**Data entries**
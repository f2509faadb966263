use chrono::{DateTime, Utc};
use serde::{Deserialize, Serialize};
use utoipa::ToSchema;

use crate::model::matches::Match;

#[derive(Serialize, Deserialize, Clone, ToSchema)]
pub struct MatchDto {
    pub id: i32,
    pub season_id: i32,
    pub home_team_id: i32,
    pub away_team_id: i32,
    pub home_score: Option<i32>,
    pub away_score: Option<i32>,
    pub status: String,
    pub overtime: bool,
    pub scheduled_at: DateTime<Utc>,
}

impl From<Match> for MatchDto {
    fn from(m: Match) -> Self {
        Self {
            id: m.id,
            season_id: m.season_id,
            home_team_id: m.home_team_id,
            away_team_id: m.away_team_id,
            home_score: m.home_score,
            away_score: m.away_score,
            status: m.status.as_str().to_string(),
            overtime: m.overtime,
            scheduled_at: m.scheduled_at,
        }
    }
}

#[derive(Serialize, Deserialize, ToSchema)]
pub struct PaginatedMatchesDto {
    pub matches: Vec<MatchDto>,
    pub total: u64,
}

#[derive(Serialize, Deserialize, ToSchema)]
pub struct CreateMatchDto {
    pub season_id: i32,
    pub home_team_id: i32,
    pub away_team_id: i32,
    pub scheduled_at: DateTime<Utc>,
}

#[derive(Serialize, Deserialize, ToSchema)]
pub struct ReportScoreDto {
    pub home_score: i32,
    pub away_score: i32,
    #[serde(default)]
    pub overtime: bool,
}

**Work to complete**
Copy every line of the data above in which the string "struct" appears.

**Output of the exercise**
pub struct MatchDto {
pub struct PaginatedMatchesDto {
pub struct CreateMatchDto {
pub struct ReportScoreDto {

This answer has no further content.